Abstract
Purpose:
Bacterial exotoxins play a crucial role in the pathogenicity of necrotizing skin and soft tissue infections (NSTI). Clindamycin has historically been utilized as an adjunctive antitoxin in empiric therapy along with broad-spectrum antibiotics, commonly vancomycin. However, due to toxicity concerns associated with this combination, and the similar mechanism of action, linezolid’s role as a toxin suppressing agent has gained interest in recent years. The objective of this study was to assess the safety and efficacy of linezolid versus adjunctive clindamycin in the empiric treatment of NSTI.
Methods:
This multicenter retrospective cohort study included 144 adults admitted from April 2022 to December 2024 with a diagnosis of NSTI who received either linezolid or adjunctive clindamycin for at least 48 hours. The primary outcome was 30-day mortality.
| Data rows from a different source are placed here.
//! Session tokens (HS256 JWT)
use crate::{
    config::AuthConfig,
    db::models::AccountId,
    error::{AdminError, AdminResult},
    request::Principal,
};
use chrono::{DateTime, Duration, Utc};
use jsonwebtoken::{decode, encode, Algorithm, DecodingKey, EncodingKey, Header, Validation};
use serde::{Deserialize, Serialize};

/// Claims carried by a session token
#[derive(Debug, Serialize, Deserialize)]
struct Claims {
    sub: String,
    iat: i64,
    exp: i64,
}

/// Issues and verifies session tokens
#[derive(Clone)]
pub struct TokenIssuer {
    encoding_key: EncodingKey,
    decoding_key: DecodingKey,
    ttl: Duration,
}

impl TokenIssuer {
    pub fn new(config: &AuthConfig) -> Self {
        Self {
            encoding_key: EncodingKey::from_secret(config.jwt_secret.as_bytes()),
            decoding_key: DecodingKey::from_secret(config.jwt_secret.as_bytes()),
            ttl: Duration::seconds(config.token_ttl_secs),
        }
    }

    /// Sign a token for `account_id`, returning it with its expiry
    pub fn issue(&self, account_id: AccountId) -> AdminResult<(String, DateTime<Utc>)> {
        let now = Utc::now();
        let expires_at = now + self.ttl;
        let claims = Claims {
            sub: account_id.to_string(),
            iat: now.timestamp(),
            exp: expires_at.timestamp(),
        };

        let token = encode(&Header::new(Algorithm::HS256), &claims, &self.encoding_key)
            .map_err(|e| AdminError::Internal(format!("Failed to generate token: {}", e)))?;

        Ok((token, expires_at))
    }

    /// Verify signature and expiry, returning the principal named by `sub`
    pub fn verify(&self, token: &str) -> AdminResult<Principal> {
        let mut validation = Validation::new(Algorithm::HS256);
        validation.leeway = 0;

        let data = decode::<Claims>(token, &self.decoding_key, &validation).map_err(|e| {
            tracing::warn!("JWT verification failed: {}", e);
            match e.kind() {
                jsonwebtoken::errors::ErrorKind::ExpiredSignature => {
                    AdminError::Unauthenticated("Token has expired".to_string())
                }
                jsonwebtoken::errors::ErrorKind::InvalidSignature => {
                    AdminError::Unauthenticated("Invalid token signature".to_string())
                }
                _ => AdminError::Unauthenticated(format!("Invalid token: {}", e)),
            }
        })?;

        let account_id = data
            .claims
            .sub
            .parse::<i64>()
            .map_err(|_| AdminError::Unauthenticated("Invalid JWT: malformed 'sub' claim".to_string()))?;

        Ok(Principal {
            account_id: AccountId(account_id),
        })
    }
}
Secondary outcomes measured 60- and 90-day mortality, as well as hospital readmission, infection recurrence, and incidence of acute kidney injury (AKI), Clostridioides difficile infection (CDI), suspected serotonin syndrome, and new onset of thrombocytopenia.
Results:
There were no patients in the linezolid cohort that met the primary outcome (0% vs 4.4%; P = .12). The incidence of AKI was significantly higher among patients treated with adjunctive clindamycin (9.4% vs 33.0%; P = .001).
Conclusion:
There were no differences in mortality, hospital readmission, or infection recurrence between the linezolid and adjunctive clindamycin cohorts. The lower incidence of AKI observed in patients treated with linezolid suggests it may be considered a reasonable antitoxin alternative to adjunctive clindamycin in the empiric treatment of NSTI.